> [Data for review]
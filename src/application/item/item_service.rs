use crate::domain::{
    self,
    booking::Booking,
    commands::{CreateItem, PostComment, UpdateItem},
    comment::Comment,
    item::Item,
    value_objects::{BookingId, CommentId, ItemId, Page, UserId},
};
use crate::ports::*;
use chrono::{DateTime, Utc};

use super::super::ServiceDependencies;
use super::super::errors::{Result, ServiceError};

/// 予約への短い参照（アイテム詳細の直近/次回予約表示用）
#[derive(Debug, Clone, PartialEq, Eq)]
pub struct BookingRef {
    pub booking_id: BookingId,
    pub booker_id: UserId,
}

impl From<&Booking> for BookingRef {
    fn from(booking: &Booking) -> Self {
        Self {
            booking_id: booking.booking_id,
            booker_id: booking.booker_id,
        }
    }
}

/// 書き手の名前付きコメント
#[derive(Debug, Clone, PartialEq, Eq)]
pub struct CommentView {
    pub comment_id: CommentId,
    pub text: String,
    pub author_name: String,
    pub created_at: DateTime<Utc>,
}

/// アイテム詳細ビュー
///
/// 直近/次回の予約は所有者として参照した場合のみ埋まる。
#[derive(Debug, Clone, PartialEq, Eq)]
pub struct ItemDetails {
    pub item: Item,
    pub comments: Vec<CommentView>,
    pub last_booking: Option<BookingRef>,
    pub next_booking: Option<BookingRef>,
}

/// アイテムを出品する
///
/// ビジネスルール：
/// - 所有者（操作ユーザー）が存在すること
/// - 名前と説明文は空白であってはならない
/// - 貸出可否フラグは必須
pub async fn save_item(deps: &ServiceDependencies, cmd: CreateItem) -> Result<Item> {
    let owner_exists = deps
        .user_store
        .exists(cmd.owner_id)
        .await
        .map_err(ServiceError::StoreError)?;

    if !owner_exists {
        return Err(ServiceError::UserNotFound);
    }

    let name = require_non_blank(cmd.name, "name")?;
    let description = require_non_blank(cmd.description, "description")?;
    let available = cmd
        .available
        .ok_or_else(|| ServiceError::InvalidArgument("available must be present".to_string()))?;

    let item = domain::item::list_item(cmd.owner_id, name, description, available, cmd.request_id);

    deps.item_store
        .save(item.clone())
        .await
        .map_err(ServiceError::StoreError)?;

    tracing::info!("listed item {:?} by owner {:?}", item.item_id, item.owner_id);

    Ok(item)
}

/// アイテムを部分更新する
///
/// ビジネスルール：
/// - アイテムが存在すること
/// - 操作ユーザーが所有者であること
///   （所有者以外の更新は ItemNotFound として報告する）
pub async fn update_item(deps: &ServiceDependencies, cmd: UpdateItem) -> Result<Item> {
    let item = deps
        .item_store
        .get_by_id(cmd.item_id)
        .await
        .map_err(ServiceError::StoreError)?
        .ok_or(ServiceError::ItemNotFound)?;

    if item.owner_id != cmd.acting_user_id {
        tracing::debug!(
            "user {:?} tried to update item {:?} they do not own",
            cmd.acting_user_id,
            cmd.item_id
        );
        return Err(ServiceError::ItemNotFound);
    }

    let updated = domain::item::apply_item_patch(&item, cmd.patch);

    deps.item_store
        .save(updated.clone())
        .await
        .map_err(ServiceError::StoreError)?;

    Ok(updated)
}

/// アイテム詳細を取得する
///
/// コメントは誰でも見られる。直近/次回の予約は所有者にのみ見せる。
pub async fn get_item_by_id(
    deps: &ServiceDependencies,
    acting_user_id: UserId,
    item_id: ItemId,
) -> Result<ItemDetails> {
    let item = deps
        .item_store
        .get_by_id(item_id)
        .await
        .map_err(ServiceError::StoreError)?
        .ok_or(ServiceError::ItemNotFound)?;

    let comments = load_comments(deps, item_id).await?;

    let (last_booking, next_booking) = if item.owner_id == acting_user_id {
        load_adjacent_bookings(deps, item_id).await?
    } else {
        (None, None)
    };

    Ok(ItemDetails {
        item,
        comments,
        last_booking,
        next_booking,
    })
}

/// 所有者のアイテム一覧を取得する（ページ指定）
///
/// 各アイテムに直近/次回の予約を付ける。
pub async fn get_items_by_user(
    deps: &ServiceDependencies,
    owner_id: UserId,
    from: i32,
    size: i32,
) -> Result<Vec<ItemDetails>> {
    let page = Page::from_query(from, size)
        .map_err(|_| ServiceError::InvalidArgument("Invalid pagination parameters".to_string()))?;

    let owner_exists = deps
        .user_store
        .exists(owner_id)
        .await
        .map_err(ServiceError::StoreError)?;

    if !owner_exists {
        return Err(ServiceError::UserNotFound);
    }

    let items = deps
        .item_store
        .find_by_owner_id(owner_id, page)
        .await
        .map_err(ServiceError::StoreError)?;

    let mut details = Vec::with_capacity(items.len());
    for item in items {
        let (last_booking, next_booking) = load_adjacent_bookings(deps, item.item_id).await?;
        details.push(ItemDetails {
            item,
            comments: Vec::new(),
            last_booking,
            next_booking,
        });
    }

    Ok(details)
}

/// アイテムを検索する（ページ指定）
///
/// 空の検索文字列は空の結果を返す（ページ指定の検証より先）。
pub async fn search_items(
    deps: &ServiceDependencies,
    text: &str,
    from: i32,
    size: i32,
) -> Result<Vec<Item>> {
    if text.is_empty() {
        return Ok(Vec::new());
    }

    let page = Page::from_query(from, size)
        .map_err(|_| ServiceError::InvalidArgument("Invalid pagination parameters".to_string()))?;

    deps.item_store
        .search(text, page)
        .await
        .map_err(ServiceError::StoreError)
}

/// コメントを投稿する
///
/// ビジネスルール（検証順）：
/// 1. 本文が空でないこと
/// 2. 書き手が存在すること
/// 3. アイテムが存在すること
/// 4. 書き手がそのアイテムの借り手で、予約開始日時が到来しており、
///    予約が REJECTED でないこと（満たさない場合は ItemUnavailable）
pub async fn post_comment(deps: &ServiceDependencies, cmd: PostComment) -> Result<CommentView> {
    if cmd.text.is_empty() {
        return Err(ServiceError::InvalidArgument(
            "Comment text must not be empty".to_string(),
        ));
    }

    let author = deps
        .user_store
        .get_by_id(cmd.author_id)
        .await
        .map_err(ServiceError::StoreError)?
        .ok_or(ServiceError::UserNotFound)?;

    let item = deps
        .item_store
        .get_by_id(cmd.item_id)
        .await
        .map_err(ServiceError::StoreError)?
        .ok_or(ServiceError::ItemNotFound)?;

    let bookings = deps
        .booking_store
        .find_for_item(item.item_id)
        .await
        .map_err(ServiceError::StoreError)?;

    let now = Utc::now();
    if !domain::comment::can_comment(&bookings, cmd.author_id, now) {
        return Err(ServiceError::ItemUnavailable);
    }

    let comment = domain::comment::write_comment(cmd.item_id, cmd.author_id, &cmd.text, now)
        .map_err(|_: domain::WriteCommentError| {
            ServiceError::InvalidArgument("Comment text must not be empty".to_string())
        })?;

    deps.comment_store
        .save(comment.clone())
        .await
        .map_err(ServiceError::StoreError)?;

    Ok(CommentView {
        comment_id: comment.comment_id,
        text: comment.text,
        author_name: author.name,
        created_at: comment.created_at,
    })
}

/// アイテムを削除する
pub async fn delete_item(deps: &ServiceDependencies, item_id: ItemId) -> Result<()> {
    let deleted = deps
        .item_store
        .delete(item_id)
        .await
        .map_err(ServiceError::StoreError)?;

    if !deleted {
        return Err(ServiceError::ItemNotFound);
    }

    tracing::info!("deleted item {:?}", item_id);

    Ok(())
}

/// アイテムのコメントを書き手の名前付きで読み込む
async fn load_comments(deps: &ServiceDependencies, item_id: ItemId) -> Result<Vec<CommentView>> {
    let comments = deps
        .comment_store
        .find_by_item_id(item_id)
        .await
        .map_err(ServiceError::StoreError)?;

    let mut views = Vec::with_capacity(comments.len());
    for comment in comments {
        views.push(to_comment_view(deps, comment).await?);
    }

    Ok(views)
}

async fn to_comment_view(deps: &ServiceDependencies, comment: Comment) -> Result<CommentView> {
    let author_name = deps
        .user_store
        .get_by_id(comment.author_id)
        .await
        .map_err(ServiceError::StoreError)?
        .map(|user| user.name)
        .unwrap_or_default();

    Ok(CommentView {
        comment_id: comment.comment_id,
        text: comment.text,
        author_name,
        created_at: comment.created_at,
    })
}

/// 直近と次回の予約を読み込む（REJECTED は除く）
async fn load_adjacent_bookings(
    deps: &ServiceDependencies,
    item_id: ItemId,
) -> Result<(Option<BookingRef>, Option<BookingRef>)> {
    let now = Utc::now();

    let last = deps
        .booking_store
        .find_last_for_item(item_id, now)
        .await
        .map_err(ServiceError::StoreError)?;

    let next = deps
        .booking_store
        .find_next_for_item(item_id, now)
        .await
        .map_err(ServiceError::StoreError)?;

    Ok((
        last.as_ref().map(BookingRef::from),
        next.as_ref().map(BookingRef::from),
    ))
}

fn require_non_blank(value: Option<String>, field: &str) -> Result<String> {
    match value {
        Some(v) if !v.trim().is_empty() => Ok(v),
        _ => Err(ServiceError::InvalidArgument(format!(
            "{} must not be blank",
            field
        ))),
    }
}
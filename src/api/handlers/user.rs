use crate::application::user::{
    delete_user as execute_delete_user, get_all_users as execute_get_all_users,
    get_user_by_id as execute_get_user_by_id, save_user as execute_save_user,
    update_user as execute_update_user,
};
use crate::domain::commands::{CreateUser, UpdateUser};
use crate::domain::user::UserPatch;
use crate::domain::value_objects::UserId;
use axum::{
    Json,
    extract::{Path, State},
};
use std::sync::Arc;
use uuid::Uuid;

use super::AppState;
use super::super::{
    error::ApiError,
    types::{UserRequest, UserResponse},
};

/// GET /users - 全ユーザーを取得
pub async fn get_all_users(
    State(state): State<Arc<AppState>>,
) -> Result<Json<Vec<UserResponse>>, ApiError> {
    let users = execute_get_all_users(&state.service_deps).await?;

    Ok(Json(users.into_iter().map(UserResponse::from).collect()))
}

/// POST /users - ユーザーを登録
pub async fn save_user(
    State(state): State<Arc<AppState>>,
    Json(req): Json<UserRequest>,
) -> Result<Json<UserResponse>, ApiError> {
    tracing::info!("POST /users");

    let cmd = CreateUser {
        name: req.name,
        email: req.email,
    };

    let user = execute_save_user(&state.service_deps, cmd).await?;

    Ok(Json(UserResponse::from(user)))
}

/// GET /users/:id - ユーザーを取得
pub async fn get_user_by_id(
    State(state): State<Arc<AppState>>,
    Path(user_id): Path<Uuid>,
) -> Result<Json<UserResponse>, ApiError> {
    let user = execute_get_user_by_id(&state.service_deps, UserId::from_uuid(user_id)).await?;

    Ok(Json(UserResponse::from(user)))
}

/// PATCH /users/:id - ユーザーを部分更新
pub async fn update_user(
    State(state): State<Arc<AppState>>,
    Path(user_id): Path<Uuid>,
    Json(req): Json<UserRequest>,
) -> Result<Json<UserResponse>, ApiError> {
    let cmd = UpdateUser {
        user_id: UserId::from_uuid(user_id),
        patch: UserPatch {
            name: req.name,
            email: req.email,
        },
    };

    let user = execute_update_user(&state.service_deps, cmd).await?;

    Ok(Json(UserResponse::from(user)))
}

/// DELETE /users/:id - ユーザーを削除
pub async fn delete_user(
    State(state): State<Arc<AppState>>,
    Path(user_id): Path<Uuid>,
) -> Result<(), ApiError> {
    execute_delete_user(&state.service_deps, UserId::from_uuid(user_id)).await?;

    Ok(())
}
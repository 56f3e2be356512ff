#![allow(dead_code)]

use chrono::{DateTime, Utc};
use serde::{Deserialize, Serialize};

use super::{
    CommentId, ItemId, UserId, WriteCommentError,
    booking::{Booking, BookingStatus},
};

/// Comment集約 - 借り手がアイテムに残すコメント
#[derive(Debug, Clone, PartialEq, Eq, Serialize, Deserialize)]
pub struct Comment {
    pub comment_id: CommentId,
    pub item_id: ItemId,
    pub author_id: UserId,
    pub text: String,
    pub created_at: DateTime<Utc>,
}

/// 純粋関数：コメントを書く
///
/// ビジネスルール：
/// - 本文は空であってはならない
///
/// 副作用なし。新しいCommentを返す。
pub fn write_comment(
    item_id: ItemId,
    author_id: UserId,
    text: &str,
    created_at: DateTime<Utc>,
) -> Result<Comment, WriteCommentError> {
    if text.is_empty() {
        return Err(WriteCommentError::EmptyText);
    }

    Ok(Comment {
        comment_id: CommentId::new(),
        item_id,
        author_id,
        text: text.to_string(),
        created_at,
    })
}

/// 純粋関数：コメント資格の判定
///
/// ビジネスルール：
/// - 書き手がそのアイテムの借り手であること
/// - 予約の開始日時が到来していること（start <= now）
/// - 予約が REJECTED でないこと
pub fn can_comment(bookings: &[Booking], author_id: UserId, now: DateTime<Utc>) -> bool {
    bookings.iter().any(|booking| {
        booking.booker_id == author_id
            && booking.start <= now
            && booking.status != BookingStatus::Rejected
    })
}
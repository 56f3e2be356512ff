use crate::domain::{
    self,
    booking::{Booking, StateFilter},
    commands::{CreateBooking, DecideBooking},
    value_objects::{BookingId, Page, UserId},
};
use crate::ports::*;
use std::str::FromStr;

use super::super::ServiceDependencies;
use super::super::errors::{Result, ServiceError};

/// 予約を作成する
///
/// ビジネスルール（検証順）：
/// 1. 借り手が存在すること
/// 2. アイテムが存在すること
/// 3. 終了日時が開始日時より後であること
/// 4. 借り手がアイテムの所有者でないこと
///    （自分のアイテムの予約は ItemNotFound として報告する）
/// 5. アイテムが貸出可能であること
///
/// すべての検証を通過した場合のみ保存する。部分的な書き込みはない。
///
/// # 引数
/// * `deps` - サービスの依存関係
/// * `cmd` - 予約作成コマンド
///
/// # 戻り値
/// 保存された予約。ステータス未指定なら WAITING になる。
pub async fn create_booking(deps: &ServiceDependencies, cmd: CreateBooking) -> Result<Booking> {
    // 1. 借り手の存在確認
    let booker_exists = deps
        .user_store
        .exists(cmd.booker_id)
        .await
        .map_err(ServiceError::StoreError)?;

    if !booker_exists {
        return Err(ServiceError::UserNotFound);
    }

    // 2. アイテムの存在確認
    let item = deps
        .item_store
        .get_by_id(cmd.item_id)
        .await
        .map_err(ServiceError::StoreError)?
        .ok_or(ServiceError::ItemNotFound)?;

    // 3. 日付範囲の検証（ドメイン層の純粋関数）
    let booking = domain::booking::plan_booking(
        cmd.item_id,
        cmd.booker_id,
        cmd.start,
        cmd.end,
        cmd.status,
    )
    .map_err(|_: domain::PlanBookingError| ServiceError::InvalidDateRange)?;

    // 4. 自分のアイテムは予約できない
    if item.owner_id == cmd.booker_id {
        tracing::debug!("self-booking attempt rejected for item {:?}", cmd.item_id);
        return Err(ServiceError::ItemNotFound);
    }

    // 5. 貸出可否の確認
    if !item.available {
        tracing::debug!("item {:?} is not available for booking", cmd.item_id);
        return Err(ServiceError::ItemUnavailable);
    }

    deps.booking_store
        .save(booking.clone())
        .await
        .map_err(ServiceError::StoreError)?;

    tracing::info!(
        "booking {:?} is waiting for a decision by the owner of item {:?}",
        booking.booking_id,
        booking.item_id
    );

    Ok(booking)
}

/// 予約を承認または却下する
///
/// ビジネスルール（検証順）：
/// 1. 操作ユーザーが存在すること
/// 2. 予約が存在すること
/// 3. 予約が承認済みでないこと（再判定は UnsupportedState）
/// 4. 操作ユーザーがアイテムの所有者であること
///    （所有者以外の判定は BookingNotFound として報告する）
///
/// 状態機械：WAITING -> {APPROVED, REJECTED}。APPROVED は終端。
pub async fn decide_booking(deps: &ServiceDependencies, cmd: DecideBooking) -> Result<Booking> {
    // 1. 操作ユーザーの存在確認
    let user_exists = deps
        .user_store
        .exists(cmd.acting_user_id)
        .await
        .map_err(ServiceError::StoreError)?;

    if !user_exists {
        return Err(ServiceError::UserNotFound);
    }

    // 2. 予約の取得
    let booking = deps
        .booking_store
        .get_by_id(cmd.booking_id)
        .await
        .map_err(ServiceError::StoreError)?
        .ok_or(ServiceError::BookingNotFound)?;

    // 3. 状態遷移（ドメイン層の純粋関数、承認済みガードを含む）
    let decided = domain::booking::decide_booking(&booking, cmd.approved)
        .map_err(|_: domain::DecideBookingError| ServiceError::UnsupportedState)?;

    // 4. 所有者のみが判定できる
    let item = deps
        .item_store
        .get_by_id(booking.item_id)
        .await
        .map_err(ServiceError::StoreError)?
        .ok_or(ServiceError::ItemNotFound)?;

    if item.owner_id != cmd.acting_user_id {
        tracing::debug!(
            "user {:?} is not the owner of item {:?}",
            cmd.acting_user_id,
            item.item_id
        );
        return Err(ServiceError::BookingNotFound);
    }

    deps.booking_store
        .save(decided.clone())
        .await
        .map_err(ServiceError::StoreError)?;

    Ok(decided)
}

/// 予約を当事者として取得する
///
/// ビジネスルール（検証順）：
/// 1. 操作ユーザーが存在すること
/// 2. 予約が存在すること
/// 3. 操作ユーザーがアイテムの所有者または借り手であること
///    （第三者の参照は BookingNotFound として報告する）
/// 4. アイテムが現時点で貸出可能であること
pub async fn get_booking_for_participant(
    deps: &ServiceDependencies,
    acting_user_id: UserId,
    booking_id: BookingId,
) -> Result<Booking> {
    // 1. 操作ユーザーの存在確認
    let user_exists = deps
        .user_store
        .exists(acting_user_id)
        .await
        .map_err(ServiceError::StoreError)?;

    if !user_exists {
        return Err(ServiceError::UserNotFound);
    }

    // 2. 予約の取得
    let booking = deps
        .booking_store
        .get_by_id(booking_id)
        .await
        .map_err(ServiceError::StoreError)?
        .ok_or(ServiceError::BookingNotFound)?;

    let item = deps
        .item_store
        .get_by_id(booking.item_id)
        .await
        .map_err(ServiceError::StoreError)?
        .ok_or(ServiceError::ItemNotFound)?;

    // 3. 当事者（所有者または借り手）のみが参照できる
    if item.owner_id != acting_user_id && booking.booker_id != acting_user_id {
        return Err(ServiceError::BookingNotFound);
    }

    // 4. アイテムの現在の貸出可否
    if !item.available {
        return Err(ServiceError::ItemUnavailable);
    }

    Ok(booking)
}

/// 借り手の予約一覧を取得する
///
/// state はフィルタトークン（ALL/PAST/FUTURE/CURRENT/WAITING/REJECTED、
/// 大文字小文字区別なし）。時間判定は呼び出し時点の now に対して行う。
/// 不明なトークンはページ指定に関わらず InvalidArgument で失敗する。
pub async fn list_bookings_for_booker(
    deps: &ServiceDependencies,
    booker_id: UserId,
    state: &str,
    from: i32,
    size: i32,
) -> Result<Vec<Booking>> {
    let (filter, page) = parse_listing_params(state, from, size)?;

    let booker_exists = deps
        .user_store
        .exists(booker_id)
        .await
        .map_err(ServiceError::StoreError)?;

    if !booker_exists {
        return Err(ServiceError::UserNotFound);
    }

    let now = chrono::Utc::now();
    deps.booking_store
        .find_for_booker(booker_id, filter, now, page)
        .await
        .map_err(ServiceError::StoreError)
}

/// 所有者のアイテムに対する予約一覧を取得する
///
/// フィルタの意味は `list_bookings_for_booker` と同じ。
pub async fn list_bookings_for_owner(
    deps: &ServiceDependencies,
    owner_id: UserId,
    state: &str,
    from: i32,
    size: i32,
) -> Result<Vec<Booking>> {
    let (filter, page) = parse_listing_params(state, from, size)?;

    let owner_exists = deps
        .user_store
        .exists(owner_id)
        .await
        .map_err(ServiceError::StoreError)?;

    if !owner_exists {
        return Err(ServiceError::UserNotFound);
    }

    let now = chrono::Utc::now();
    deps.booking_store
        .find_for_owner(owner_id, filter, now, page)
        .await
        .map_err(ServiceError::StoreError)
}

/// 一覧取得の共通パラメータ検証
///
/// フィルタトークンをページ指定より先に検証する。
fn parse_listing_params(state: &str, from: i32, size: i32) -> Result<(StateFilter, Page)> {
    let filter = StateFilter::from_str(state).map_err(ServiceError::InvalidArgument)?;

    let page = Page::from_query(from, size)
        .map_err(|_| ServiceError::InvalidArgument("Invalid pagination parameters".to_string()))?;

    Ok((filter, page))
}
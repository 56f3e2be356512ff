use crate::domain::user::User;
use crate::domain::value_objects::UserId;
use async_trait::async_trait;

#[allow(dead_code)]
pub type Result<T> = std::result::Result<T, Box<dyn std::error::Error + Send + Sync>>;

/// ユーザーストアポート
///
/// ユーザーはIDで参照される。予約コンテキストは存在確認にしか使わない。
#[allow(dead_code)]
#[async_trait]
pub trait UserStore: Send + Sync {
    /// ユーザーを保存する（upsert）
    async fn save(&self, user: User) -> Result<()>;

    /// IDでユーザーを取得する
    async fn get_by_id(&self, user_id: UserId) -> Result<Option<User>>;

    /// ユーザーが存在するか確認する
    ///
    /// 各操作の操作ユーザーバリデーションに使用される。
    async fn exists(&self, user_id: UserId) -> Result<bool>;

    /// メールアドレスでユーザーを検索する
    ///
    /// メールアドレスの一意性確認に使用される。
    async fn find_by_email(&self, email: &str) -> Result<Option<User>>;

    /// 全ユーザーを取得する
    async fn find_all(&self) -> Result<Vec<User>>;

    /// ユーザーを削除する
    ///
    /// 削除できた場合は true、存在しなかった場合は false を返す。
    async fn delete(&self, user_id: UserId) -> Result<bool>;
}
#![allow(dead_code)]

use serde::{Deserialize, Serialize};

use super::{ItemId, RequestId, UserId};

/// Item集約 - 貸し出しに出品された物
///
/// 所有者とリクエストへはIDのみで参照する。
#[derive(Debug, Clone, PartialEq, Eq, Serialize, Deserialize)]
pub struct Item {
    pub item_id: ItemId,
    pub owner_id: UserId,
    pub name: String,
    pub description: String,
    /// 現時点で予約を受け付けるか
    pub available: bool,
    /// このアイテムが応答したリクエスト
    pub request_id: Option<RequestId>,
}

/// アイテムの部分更新
///
/// None のフィールドは変更しない。所有者は変更できない。
#[derive(Debug, Clone, Default, PartialEq, Eq)]
pub struct ItemPatch {
    pub name: Option<String>,
    pub description: Option<String>,
    pub available: Option<bool>,
}

/// 純粋関数：アイテムを出品する
pub fn list_item(
    owner_id: UserId,
    name: String,
    description: String,
    available: bool,
    request_id: Option<RequestId>,
) -> Item {
    Item {
        item_id: ItemId::new(),
        owner_id,
        name,
        description,
        available,
        request_id,
    }
}

/// 純粋関数：部分更新を適用する
///
/// 副作用なし。新しいItemを返す。
pub fn apply_item_patch(item: &Item, patch: ItemPatch) -> Item {
    Item {
        item_id: item.item_id,
        owner_id: item.owner_id,
        name: patch.name.unwrap_or_else(|| item.name.clone()),
        description: patch.description.unwrap_or_else(|| item.description.clone()),
        available: patch.available.unwrap_or(item.available),
        request_id: item.request_id,
    }
}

> [Work item]
Could you count the lines of the listing above that hold the word "UnsupportedState" and give only the total?

> [Response]
2